Je m’avise du regard tendu que la maman Lainfame laisse braqué sur moi.

— Vous risquez d’avoir une visite, dis-je. Si quelqu’un s’annonce aux nouvelles du type d’en haut, dites-lui qu’il est rentré et qu’il se tient dans sa chambre.

Elle acquiesce.

Je sais que je peux compter sur elle, question efficacité.


Notre pensionnaire menotté est assis sur le bord de son plumard. Pinuche rallume son clope en forme de cloporte avec une obstination qui force l’admiration (la demi-ration). La haute flamme fumeuse éclaire son cher visage de morille déshydratée. Il rabat le couvercle de cuivre du vénérable briquet, lequel pue davantage l’essence que le stand Matra aux Vingt-quatre plombes du Mans.

L’homme enchaîné me considère avec un air d’en avoir deux.

Comme j’en ai deux moi-même, je m’approche de lui et soupire :

— Bon, il faut bien que ça arrive, non ?

Ce disant, je coule la main le long de sa poitrine afin de griffer le contenu de ses poches. Son larfouillet est en vieux cuir fatigué, dans les tons marron crasseux.

Exploration rapide, parce que de professionnel. Des fafs usuels : carte d’identité, permis de conduire. Il se nomme Courre. Prénom : Martial. Profession : représentant.

— Vous représentez quoi ? je lui questionne.

— Une certaine manière de voir les choses, me répond-il.

Faut pas craindre les gnons, pour, enchaîné, se permettre une telle réplique. Courageux. Bravo. Je ne me donne pas la peine de le questionner, comprenant d’emblée que ce genre de client ne se met à table qu’après de longues séances de conditionnement.

— Est-il indiscret de vous demander pour le compte de qui vous êtes ici, cher monsieur ?

— Me le demander ne constitue pas une indiscrétion mais vous le dire en serait une, répond Courre Martial.

— Vous savez que je suis le commissaire San-Antonio ?

— Votre physionomie ainsi que vos méthodes me disaient quelque chose, assure-t-il.

— Vous n’ignorez pas que je passe pour obtenir des résultats positifs lorsque je m’occupe d’une affaire.

— Cela fait également partie de votre légende.

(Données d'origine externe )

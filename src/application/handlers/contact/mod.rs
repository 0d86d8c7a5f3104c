//! Contact handlers - the public contact form.

mod send_contact_message;

pub use send_contact_message::{
    SendContactMessageCommand, SendContactMessageHandler, SendContactMessageResult,
};
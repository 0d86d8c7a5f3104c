//! Foundation module - Shared domain primitives.
//!
//! Contains identifiers, timestamps and the validation error type
//! shared by the contact and conversation modules.

mod errors;
mod ids;
mod timestamp;

pub use errors::ValidationError;
pub use ids::ConversationId;
pub use timestamp::Timestamp;
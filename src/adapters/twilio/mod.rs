//! Twilio adapter - WhatsApp over the Twilio Messages API.

mod client;

pub use client::{TwilioClient, TwilioClientConfig, DEFAULT_API_BASE_URL};
//! Axum routes for the webhook and operator endpoints.

use axum::routing::{get, post};
use axum::Router;

use super::handlers::{incoming_whatsapp, list_conversations, reply_to_visitor};
use crate::adapters::http::state::AppState;

/// # Routes
///
/// ## Webhook (shared token in query or body)
/// - `POST /incoming-whatsapp` - Record a visitor's WhatsApp message
///
/// ## Operator (shared token in query)
/// - `GET /conversations` - List threads
/// - `POST /reply` - Reply to a visitor
pub fn conversation_routes() -> Router<AppState> {
    Router::new()
        .route("/incoming-whatsapp", post(incoming_whatsapp))
        .route("/conversations", get(list_conversations))
        .route("/reply", post(reply_to_visitor))
}
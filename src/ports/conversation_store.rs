//! Conversation store port.
//!
//! Defines the contract for persisting visitor threads. Implementations must
//! ensure:
//! - `upsert_visitor_message` is a single atomic find-or-create-and-append,
//!   so concurrent submissions with the same key never create duplicates
//! - Messages are persisted in insertion order
//! - Nothing is ever deleted

use async_trait::async_trait;
use thiserror::Error;

use crate::domain::conversation::{
    Conversation, ConversationKey, ConversationRef, Message, VisitorPatch,
};
use crate::domain::foundation::ConversationId;

/// Errors raised by conversation storage.
#[derive(Debug, Clone, Error)]
pub enum StoreError {
    #[error("conversation not found: {0}")]
    NotFound(ConversationId),

    #[error("database error: {0}")]
    Database(String),

    #[error("corrupt record: {0}")]
    Corrupt(String),
}

/// Repository port for conversation threads.
#[async_trait]
pub trait ConversationStore: Send + Sync {
    /// Finds the conversation matching `key` (creating it if absent),
    /// applies `patch` and appends `message`, atomically.
    ///
    /// Returns the conversation after the update.
    async fn upsert_visitor_message(
        &self,
        key: &ConversationKey,
        patch: &VisitorPatch,
        message: &Message,
    ) -> Result<Conversation, StoreError>;

    /// Finds a conversation by surrogate id or conversation key.
    async fn find(&self, reference: &ConversationRef) -> Result<Option<Conversation>, StoreError>;

    /// Appends a message to an existing conversation and refreshes `updatedAt`.
    ///
    /// # Errors
    ///
    /// - `NotFound` if the conversation doesn't exist
    async fn append_message(
        &self,
        id: &ConversationId,
        message: &Message,
    ) -> Result<Conversation, StoreError>;

    /// All conversations, most recently active first.
    async fn list(&self) -> Result<Vec<Conversation>, StoreError>;
}

#[cfg(test)]
mod tests {
    use super::*;

    #[test]
    fn conversation_store_is_object_safe() {
        fn _accepts_dyn(_store: &dyn ConversationStore) {}
    }
}
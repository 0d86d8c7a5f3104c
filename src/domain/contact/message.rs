//! Validated contact form submission and its rendered notification bodies.

use serde::Serialize;

use crate::domain::foundation::ValidationError;

/// A visitor's contact form submission after validation.
///
/// Name and message are trimmed and guaranteed non-empty. A blank email is
/// treated as absent.
#[derive(Debug, Clone, PartialEq, Eq, Serialize)]
pub struct ContactMessage {
    visitor_name: String,
    visitor_email: Option<String>,
    text: String,
}

impl ContactMessage {
    /// Validates and normalizes a raw submission.
    ///
    /// # Errors
    ///
    /// `ValidationError::EmptyField` for `visitorName` or `message` when the
    /// value is missing or whitespace only. The name is checked first.
    pub fn new(
        visitor_name: impl AsRef<str>,
        text: impl AsRef<str>,
        visitor_email: Option<impl AsRef<str>>,
    ) -> Result<Self, ValidationError> {
        let visitor_name = visitor_name.as_ref().trim();
        if visitor_name.is_empty() {
            return Err(ValidationError::empty_field("visitorName"));
        }

        let text = text.as_ref().trim();
        if text.is_empty() {
            return Err(ValidationError::empty_field("message"));
        }

        let visitor_email = visitor_email
            .map(|e| e.as_ref().trim().to_string())
            .filter(|e| !e.is_empty());

        Ok(Self {
            visitor_name: visitor_name.to_string(),
            visitor_email,
            text: text.to_string(),
        })
    }

    pub fn visitor_name(&self) -> &str {
        &self.visitor_name
    }

    pub fn visitor_email(&self) -> Option<&str> {
        self.visitor_email.as_deref()
    }

    pub fn text(&self) -> &str {
        &self.text
    }

    /// Plain-text body for the WhatsApp notification to the owner.
    pub fn chat_body(&self) -> String {
        let mut body = String::from("📬 NEW PORTFOLIO MESSAGE\n\n");
        body.push_str(&format!("👤 From: {}\n", self.visitor_name));
        if let Some(email) = &self.visitor_email {
            body.push_str(&format!("📧 Email: {}\n", email));
        }
        body.push_str(&format!("\n💬 Message:\n{}\n\n---\nSent from: portfolio", self.text));
        body
    }

    /// Subject line for the fallback email.
    pub fn email_subject(&self) -> String {
        format!("Portfolio Contact: Message from {}", self.visitor_name)
    }

    /// HTML body for the fallback email. Visitor input is escaped.
    pub fn email_html(&self) -> String {
        let name = escape_html(&self.visitor_name);
        let email_row = self
            .visitor_email
            .as_deref()
            .map(|e| format!("<p><strong>Email:</strong> {}</p>", escape_html(e)))
            .unwrap_or_default();
        let reply_hint = self
            .visitor_email
            .as_deref()
            .map(escape_html)
            .unwrap_or_else(|| "this email".to_string());
        let text = escape_html(&self.text).replace('\n', "<br>");

        format!(
            concat!(
                "<div style=\"font-family: Arial, sans-serif; max-width: 600px; margin: 0 auto;\">",
                "<h2 style=\"color: #10b981;\">New Message from Your Portfolio</h2>",
                "<div style=\"background: #f3f4f6; padding: 20px; border-radius: 8px; margin: 20px 0;\">",
                "<p><strong>Name:</strong> {name}</p>",
                "{email_row}",
                "<hr style=\"border: none; border-top: 1px solid #d1d5db; margin: 20px 0;\">",
                "<p><strong>Message:</strong></p>",
                "<p style=\"word-wrap: break-word;\">{text}</p>",
                "</div>",
                "<p style=\"color: #6b7280; font-size: 12px;\">Reply directly to {reply_hint}.</p>",
                "</div>"
            ),
            name = name,
            email_row = email_row,
            text = text,
            reply_hint = reply_hint,
        )
    }
}

/// Escapes the five HTML-significant characters.
pub fn escape_html(input: &str) -> String {
    let mut out = String::with_capacity(input.len());
    for c in input.chars() {
        match c {
            '&' => out.push_str("&amp;"),
            '<' => out.push_str("&lt;"),
            '>' => out.push_str("&gt;"),
            '"' => out.push_str("&quot;"),
            '\'' => out.push_str("&#39;"),
            other => out.push(other),
        }
    }
    out
}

— Seulement, ce n’est pas une légende.

J’enfouille la totalité de ses papiers.

— Vous m’arrêtez ? demande-t-il.

— Pour le moment, je me contente de vous interrompre ; du moins d’interrompre le cours de vos activités.

— Pour longtemps ?

— La suite des événements en décidera.

Il hoche la tête.

— Cela vous ennuierait de m’ôter ces bracelets un instant : je dois me rendre au petit endroit ?

— Pensez-vous ! dis-je, vous me prenez pour un benêt ?

— La nature exige.

— On va lui donner satisfaction.

Avant qu’il soit revenu de sa surprise, j’ai dégrafé son pantalon, Pinaud m’aide à le lui retirer, de même que son slip. Il a bien des velléités de rebufferie, mais deux manchettes en diagonale le font accepter cette position ridicule.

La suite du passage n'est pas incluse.